Tenemos que echar mano a nuestros mejores argumentos para aceptar la irracional injusticia en el caso, por ejemplo, de un joven talentoso dedicado, una verdadera promesa para la sociedad como dirigente útil e inspirado, con largos años por delante, que es asesinado por una persona cuyos antecedentes criminales muestran una vida de bajos instintos y persistente espíritu de destrucción.



Estas dos formas de muerte marcan los límites extremos de nuestra respuesta emocional. Son los extremos de lo justo y de lo injusto, de lo racional y de lo irracional. Casi todos los casos de muerte que habremos de experimentar en nuestra vida se plantean dentro de esos extremos. Y si estamos preparados para enfrentar los extremos hemos de poder hacer frente sabiamente a lo que está en medio.



La Corte de Justicia del Estado de California nombró al psiquiatra californiano Dr. William M. Lamers como consejero de madres solteras que entregaban a sus hijos para ser adoptados. El Dr. Lamers descubrió un tipo de tristeza que puede arrojar alguna luz sobre las distintas maneras de reaccionar ante una pérdida.

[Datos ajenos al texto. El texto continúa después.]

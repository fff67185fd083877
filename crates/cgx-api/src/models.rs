// Controller API response types
//
// Collection endpoints wrap their payload as `{ "items": [...] }`. Fields use
// `#[serde(default)]` liberally and everything not modelled lands in `extra`,
// so a fetched object can be sent back unchanged in a replace-style PUT.

use serde::{Deserialize, Serialize};

// ── Envelopes ────────────────────────────────────────────────────────

/// Collection envelope returned by list endpoints.
///
/// ```json
/// { "_etag": 1, "count": 2, "items": [...] }
/// ```
#[derive(Debug, Deserialize)]
pub struct ListResponse<T> {
    #[serde(default = "Vec::new")]
    pub items: Vec<T>,
}

/// Body of a successful `POST /login`.
#[derive(Debug, Deserialize)]
pub struct LoginResponse {
    /// Present for token-issuing logins; cookie-backed logins omit it.
    #[serde(default)]
    pub x_auth_token: Option<String>,
}

// ── Identity ─────────────────────────────────────────────────────────

/// Operator profile from `GET /profile`. The tenant id is what proves a
/// session is authenticated.
#[derive(Debug, Clone, Serialize, Deserialize)]
pub struct Profile {
    #[serde(default)]
    pub tenant_id: Option<String>,
    #[serde(default)]
    pub email: Option<String>,
    #[serde(flatten)]
    pub extra: serde_json::Map<String, serde_json::Value>,
}

/// Tenant object from `GET /tenants/{id}`.
#[derive(Debug, Clone, Serialize, Deserialize)]
pub struct Tenant {
    pub id: String,
    #[serde(default)]
    pub name: Option<String>,
    #[serde(flatten)]
    pub extra: serde_json::Map<String, serde_json::Value>,
}

// ── Sites ────────────────────────────────────────────────────────────

/// Site object from `GET /sites`.
#[derive(Debug, Clone, Serialize, Deserialize)]
pub struct Site {
    pub id: String,
    #[serde(default)]
    pub name: Option<String>,
    /// "HUB" for data-center sites, "SPOKE" for branches.
    #[serde(default)]
    pub element_cluster_role: Option<String>,
    #[serde(flatten)]
    pub extra: serde_json::Map<String, serde_json::Value>,
}

// ── WAN ──────────────────────────────────────────────────────────────

/// Tenant-wide WAN interface label (circuit category).
#[derive(Debug, Clone, Serialize, Deserialize)]
pub struct WanInterfaceLabel {
    pub id: String,
    #[serde(default)]
    pub name: Option<String>,
    #[serde(default)]
    pub label: Option<String>,
    #[serde(default)]
    pub description: Option<String>,
    #[serde(flatten)]
    pub extra: serde_json::Map<String, serde_json::Value>,
}

/// Site WAN interface (circuit).
///
/// `lqm_enabled` is kept as a raw JSON value: the controller reports it as
/// a boolean but it is written back as the string `"true"`/`"false"`.
///
/// Modelled fields always serialize, `None` as `null`, so a replace-style
/// PUT never drops a key the controller sent as `null`.
#[derive(Debug, Clone, PartialEq, Serialize, Deserialize)]
pub struct WanInterface {
    pub id: String,
    /// Circuit name.
    #[serde(default)]
    pub name: Option<String>,
    #[serde(default)]
    pub label_id: Option<String>,
    #[serde(default)]
    pub bfd_mode: Option<String>,
    #[serde(default)]
    pub lqm_enabled: Option<serde_json::Value>,
    #[serde(default)]
    pub bw_config_mode: Option<String>,
    /// Catch-all for the rest of the payload (`_etag`, `_schema`, ...).
    #[serde(flatten)]
    pub extra: serde_json::Map<String, serde_json::Value>,
}
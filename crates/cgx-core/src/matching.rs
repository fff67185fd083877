// ── Matching predicates ──

use cgx_api::Site;

/// Cluster role of data-center hub sites.
pub const HUB_ROLE: &str = "HUB";

/// Case-insensitive substring test: does `circuit_name` contain `match_text`?
pub fn circuit_matches(circuit_name: &str, match_text: &str) -> bool {
    circuit_name.to_lowercase().contains(&match_text.to_lowercase())
}

/// Whether a site's WAN interfaces should be scanned.
///
/// Hub sites are skipped only while `exclude_hub_sites` is set.
pub fn site_is_eligible(site: &Site, exclude_hub_sites: bool) -> bool {
    !exclude_hub_sites || site.element_cluster_role.as_deref() != Some(HUB_ROLE)
}
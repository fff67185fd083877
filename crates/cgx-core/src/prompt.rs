// ── Interactive input ──
//
// Terminal I/O sits behind `Prompter`; the answer parsing and retry loop
// live here so they can be tested with scripted input.

use secrecy::SecretString;

use crate::error::CoreError;

const FIRST_ASK: &str = "Enter yes or no";
const RE_ASK: &str = "Please enter yes or no to verify changes";

/// Source of interactive input.
pub trait Prompter {
    /// Read one line of visible input.
    fn read_line(&mut self, prompt: &str) -> Result<String, CoreError>;

    /// Read one line of hidden input.
    fn read_secret(&mut self, prompt: &str) -> Result<SecretString, CoreError>;
}

/// Interpret a yes/no answer.
///
/// Exact, case-insensitive, whitespace-trimmed: `y`/`yes` → `Some(true)`,
/// `n`/`no` → `Some(false)`, anything else → `None`.
pub fn parse_answer(input: &str) -> Option<bool> {
    let answer = input.trim().to_lowercase();
    match answer.as_str() {
        "y" | "yes" => Some(true),
        "n" | "no" => Some(false),
        _ => None,
    }
}

/// Ask until a recognised yes/no answer arrives.
pub fn confirm(prompter: &mut impl Prompter) -> Result<bool, CoreError> {
    let mut prompt = FIRST_ASK;
    loop {
        let input = prompter.read_line(prompt)?;
        if let Some(answer) = parse_answer(&input) {
            return Ok(answer);
        }
        prompt = RE_ASK;
    }
}

/// Ask for login credentials.
pub fn prompt_login(prompter: &mut impl Prompter) -> Result<(String, SecretString), CoreError> {
    let email = prompter.read_line("Email")?.trim().to_owned();
    let password = prompter.read_secret("Password: ")?;
    Ok((email, password))
}

#[cfg(test)]
pub(crate) mod testing {
    use std::collections::VecDeque;

    use secrecy::SecretString;

    use super::Prompter;
    use crate::error::CoreError;

    /// Replays canned answers; fails once they run out.
    #[derive(Default)]
    pub struct ScriptedPrompter {
        pub answers: VecDeque<String>,
        pub prompts: Vec<String>,
    }

    impl ScriptedPrompter {
        pub fn new<I: IntoIterator<Item = &'static str>>(answers: I) -> Self {
            Self {
                answers: answers.into_iter().map(String::from).collect(),
                prompts: Vec::new(),
            }
        }

        fn next(&mut self, prompt: &str) -> Result<String, CoreError> {
            self.prompts.push(prompt.to_owned());
            self.answers.pop_front().ok_or_else(|| CoreError::Prompt {
                message: "input closed".into(),
            })
        }
    }

    impl Prompter for ScriptedPrompter {
        fn read_line(&mut self, prompt: &str) -> Result<String, CoreError> {
            self.next(prompt)
        }

        fn read_secret(&mut self, prompt: &str) -> Result<SecretString, CoreError> {
            self.next(prompt).map(SecretString::from)
        }
    }
}

#[cfg(test)]
#[allow(clippy::unwrap_used)]
mod tests {
    use secrecy::ExposeSecret;

    use super::testing::ScriptedPrompter;
    use super::*;

    #[test]
    fn accepts_exact_answers_in_any_case() {
        for yes in ["y", "Y", "yes", "YES", " Yes \n"] {
            assert_eq!(parse_answer(yes), Some(true), "{yes:?}");
        }
        for no in ["n", "N", "no", "No", "NO\n"] {
            assert_eq!(parse_answer(no), Some(false), "{no:?}");
        }
    }

    #[test]
    fn rejects_answers_that_merely_contain_yes_or_no() {
        for junk in ["dye", "nostalgia", "yep", "nope", "yes please", "", "maybe"] {
            assert_eq!(parse_answer(junk), None, "{junk:?}");
        }
    }

    #[test]
    fn confirm_loops_until_recognised() {
        let mut prompter = ScriptedPrompter::new(["dye", "nostalgia", "YES"]);
        assert!(confirm(&mut prompter).unwrap());
        assert_eq!(prompter.prompts.len(), 3);
        assert_eq!(prompter.prompts[0], FIRST_ASK);
        assert_eq!(prompter.prompts[1], RE_ASK);
    }

    #[test]
    fn confirm_decline() {
        let mut prompter = ScriptedPrompter::new(["n"]);
        assert!(!confirm(&mut prompter).unwrap());
    }

    #[test]
    fn confirm_fails_when_input_closes() {
        let mut prompter = ScriptedPrompter::new(["what"]);
        assert!(matches!(
            confirm(&mut prompter),
            Err(CoreError::Prompt { .. })
        ));
    }

    #[test]
    fn login_prompt_trims_email() {
        let mut prompter = ScriptedPrompter::new([" ops@example.com ", "s3cret"]);
        let (email, password) = prompt_login(&mut prompter).unwrap();
        assert_eq!(email, "ops@example.com");
        assert_eq!(password.expose_secret(), "s3cret");
    }
}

Observó que las jóvenes madres que veían a sus bebés ante de ser retirados para la adopción, dominaban sus sentimientos más rápidamente y con menos efectos secundarios adversos que las que no veían a sus hijitos en ningún momento. Su investigación en numerosos casos, demostró también que las madres que vieron a sus criaturas eran las que ansiaban casarse y tener hijos que pudieran guardar. Además acusaron menos síntomas de alteración emocional y de comportamiento neurótico que las otras. Pero las muchachas que no vieron a sus bebés mostraron un cuadro de emociones alteradas de muy variada naturaleza acompañado de un comportamiento compulsivo con tendencia a aislarse de sus semejantes. No mostraban deseos de casarse; más bien querían evitar todo tipo de compromiso sentimental.



El Dr. Lamers explicó las distintas respuestas diciendo que la estrecha ligazón que hay entre madre e hijo es tan fuerte y firme que su realidad no puede ser descartada así como así. El ver al niño confirmó la realidad del parentesco. Una vez  establecido ese hecho podía echarse mano al normal proceso de lamentación por lo ocurrido. El negar la realidad del parentesco prolongó las emociones alteradas por el resto de la vida de la joven madre.

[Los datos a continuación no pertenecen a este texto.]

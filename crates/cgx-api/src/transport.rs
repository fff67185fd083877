// Transport configuration for building the reqwest::Client.
//
// TLS, timeout, and cookie settings live here so the client module only
// deals with URL construction and response handling.

use std::path::PathBuf;
use std::sync::Arc;
use std::time::Duration;

use reqwest::cookie::Jar;

use crate::error::Error;

const USER_AGENT: &str = concat!("cgx-wanbfd/", env!("CARGO_PKG_VERSION"));

/// TLS verification mode.
#[derive(Debug, Clone, Default)]
pub enum TlsMode {
    /// Use the system certificate store.
    #[default]
    System,
    /// Use a custom CA certificate from the given PEM file.
    CustomCa(PathBuf),
    /// Accept any certificate (lab controllers behind intercepting proxies).
    DangerAcceptInvalid,
}

/// Transport configuration for building HTTP clients.
#[derive(Debug, Clone)]
pub struct TransportConfig {
    pub tls: TlsMode,
    pub timeout: Duration,
    pub cookie_jar: Option<Arc<Jar>>,
}

impl Default for TransportConfig {
    fn default() -> Self {
        Self {
            tls: TlsMode::System,
            timeout: Duration::from_secs(30),
            cookie_jar: None,
        }
    }
}

impl TransportConfig {
    /// Build a `reqwest::Client` from this config.
    pub fn build_client(&self) -> Result<reqwest::Client, Error> {
        let mut builder = reqwest::Client::builder()
            .timeout(self.timeout)
            .user_agent(USER_AGENT);

        match &self.tls {
            TlsMode::System => {}
            TlsMode::CustomCa(path) => {
                let cert_pem = std::fs::read(path)
                    .map_err(|e| Error::Tls(format!("failed to read CA cert: {e}")))?;
                let cert = reqwest::Certificate::from_pem(&cert_pem)
                    .map_err(|e| Error::Tls(format!("invalid CA cert: {e}")))?;
                builder = builder.add_root_certificate(cert);
            }
            TlsMode::DangerAcceptInvalid => {
                builder = builder.danger_accept_invalid_certs(true);
            }
        }

        if let Some(ref jar) = self.cookie_jar {
            builder = builder.cookie_provider(Arc::clone(jar));
        }

        builder
            .build()
            .map_err(|e| Error::Tls(format!("failed to build HTTP client: {e}")))
    }

    /// Create a config with a fresh cookie jar (interactive login sessions
    /// may be cookie-backed instead of returning a token).
    pub fn with_cookie_jar(mut self) -> Self {
        self.cookie_jar = Some(Arc::new(Jar::default()));
        self
    }
}
use thiserror::Error;

/// Top-level error type for the `cgx-api` crate.
///
/// Covers authentication, transport, and controller-reported failures.
/// `cgx-core` maps these into workflow-level errors.
#[derive(Debug, Error)]
pub enum Error {
    // ── Authentication ──────────────────────────────────────────────
    /// Login or token validation failed.
    #[error("Authentication failed: {message}")]
    Authentication { message: String },

    /// A tenant-scoped call was made before a tenant id was established.
    #[error("Not authenticated -- no tenant id on this session")]
    NotAuthenticated,

    // ── Transport ───────────────────────────────────────────────────
    /// HTTP transport error (connection refused, DNS failure, etc.)
    #[error("HTTP transport error: {0}")]
    Transport(#[from] reqwest::Error),

    /// URL parsing error.
    #[error("Invalid URL: {0}")]
    InvalidUrl(#[from] url::ParseError),

    /// TLS setup or certificate error.
    #[error("TLS error: {0}")]
    Tls(String),

    // ── Controller ──────────────────────────────────────────────────
    /// Non-success response from the controller. `body` is the raw error
    /// payload (JSON when the controller sent JSON, a string otherwise).
    #[error("Controller API error (HTTP {status}): {body}")]
    Api {
        status: u16,
        body: serde_json::Value,
    },

    // ── Data ────────────────────────────────────────────────────────
    /// JSON deserialization failed, with the raw body for debugging.
    #[error("Deserialization error: {message}")]
    Deserialization { message: String, body: String },
}

impl Error {
    /// Returns `true` if the controller rejected the session credentials.
    pub fn is_auth_error(&self) -> bool {
        matches!(
            self,
            Self::Authentication { .. } | Self::NotAuthenticated | Self::Api { status: 401, .. }
        )
    }

    /// The raw controller payload, when this error carries one.
    pub fn payload(&self) -> Option<&serde_json::Value> {
        match self {
            Self::Api { body, .. } => Some(body),
            _ => None,
        }
    }
}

Las personas que aconsejaron a las jóvenes madres a no ver a sus bebés (como ocurre con frecuencia en las agencias de adopción) creían que con eso le evitarían a la madre un encuentro doloroso. No se percataron de que no era una elección entre dolor y no-dolor, sino entre sufrimiento sabiamente encarado y sufrimiento erróneamente tratado.

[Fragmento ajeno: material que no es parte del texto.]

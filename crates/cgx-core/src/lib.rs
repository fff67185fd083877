// cgx-core: match WAN interfaces by circuit name and apply a bulk
// BFD / LQM / BWM update through a controller session.

pub mod auth;
pub mod change;
pub mod error;
pub mod labels;
pub mod matching;
pub mod prompt;
pub mod report;
pub mod session;
pub mod workflow;

// ── Primary re-exports ──────────────────────────────────────────────
pub use auth::{Credential, CredentialSources, TokenSource, authenticate};
pub use change::{BfdMode, BwmState, ChangeRequest, FieldChange, Toggle, apply_change};
pub use error::CoreError;
pub use labels::{LabelIndex, LabelInfo};
pub use matching::{circuit_matches, site_is_eligible};
pub use prompt::{Prompter, confirm, parse_answer};
pub use report::Reporter;
pub use session::{Authenticator, ControllerSession};
pub use workflow::{ApplySummary, MatchRecord, RunConfig, RunContext, RunOutcome, run};

pub use cgx_api::{Site, Tenant, WanInterface, WanInterfaceLabel};
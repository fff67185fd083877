//! CLI error types with miette diagnostics.
//!
//! Maps `CoreError` variants into user-facing errors with actionable help text.

use miette::Diagnostic;
use thiserror::Error;

use cgx_core::CoreError;

/// Process exit codes.
pub mod exit_code {
    pub const GENERAL: i32 = 1;
    pub const USAGE: i32 = 2;
    pub const AUTH: i32 = 3;
}

#[derive(Debug, Error, Diagnostic)]
pub enum CliError {
    // ── Authentication ───────────────────────────────────────────────

    #[error("Authentication failed: {message}")]
    #[diagnostic(
        code(cgx::auth_failed),
        help(
            "Check the auth token, or unset --token, --authtokenfile,\n\
             X_AUTH_TOKEN and AUTH_TOKEN to log in interactively."
        )
    )]
    AuthFailed { message: String },

    #[error("Could not read auth token file {path}")]
    #[diagnostic(code(cgx::token_file))]
    TokenFile {
        path: String,
        #[source]
        source: std::io::Error,
    },

    // ── Discovery ────────────────────────────────────────────────────

    #[error("API call failed while reading the tenant")]
    #[diagnostic(code(cgx::tenant_unavailable), help("Controller response:\n{payload}"))]
    TenantUnavailable { payload: String },

    #[error("API call failed while enumerating sites in the tenant")]
    #[diagnostic(code(cgx::sites_unavailable), help("Controller response:\n{payload}"))]
    SitesUnavailable { payload: String },

    // ── API ──────────────────────────────────────────────────────────

    #[error("API error: {message}")]
    #[diagnostic(code(cgx::api_error))]
    Api { message: String },

    // ── Interactive ──────────────────────────────────────────────────

    #[error("Prompt failed: {message}")]
    #[diagnostic(
        code(cgx::prompt),
        help("Use --yes (-y) and a token source in non-interactive contexts.")
    )]
    Prompt { message: String },

    // ── Validation ───────────────────────────────────────────────────

    #[error("Invalid value for {field}: {reason}")]
    #[diagnostic(code(cgx::validation))]
    Validation { field: String, reason: String },

    // ── Configuration ────────────────────────────────────────────────

    #[error(transparent)]
    #[diagnostic(code(cgx::config))]
    Config(Box<figment::Error>),

    #[error(transparent)]
    #[diagnostic(code(cgx::transport))]
    Transport(#[from] cgx_api::Error),
}

impl From<figment::Error> for CliError {
    fn from(err: figment::Error) -> Self {
        Self::Config(Box::new(err))
    }
}

impl From<CoreError> for CliError {
    fn from(err: CoreError) -> Self {
        match err {
            CoreError::AuthenticationFailed { message } => Self::AuthFailed { message },
            CoreError::TokenFile { path, source } => Self::TokenFile {
                path: path.display().to_string(),
                source,
            },
            CoreError::TenantUnavailable { payload } => Self::TenantUnavailable { payload },
            CoreError::SitesUnavailable { payload } => Self::SitesUnavailable { payload },
            CoreError::Prompt { message } => Self::Prompt { message },
            CoreError::Api { message, .. } => Self::Api { message },
        }
    }
}

impl CliError {
    /// Map this error to an exit code for process termination.
    pub fn exit_code(&self) -> i32 {
        match self {
            Self::AuthFailed { .. } | Self::TokenFile { .. } => exit_code::AUTH,
            Self::Validation { .. } | Self::Config(_) => exit_code::USAGE,
            Self::TenantUnavailable { .. }
            | Self::SitesUnavailable { .. }
            | Self::Api { .. }
            | Self::Prompt { .. }
            | Self::Transport(_) => exit_code::GENERAL,
        }
    }
}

Cuando estamos en contacto con las más hondas e importantes emociones de la vida, no es relevante decidir si hemos de sufrir o no. El sentimiento es inevitable. Lo que sí nos incumbe es saber en qué grado seremos honestos con nuestros sentimientos más caros y con cuánta determinación los controlaremos, para obtener un modo de vida sano y placentero.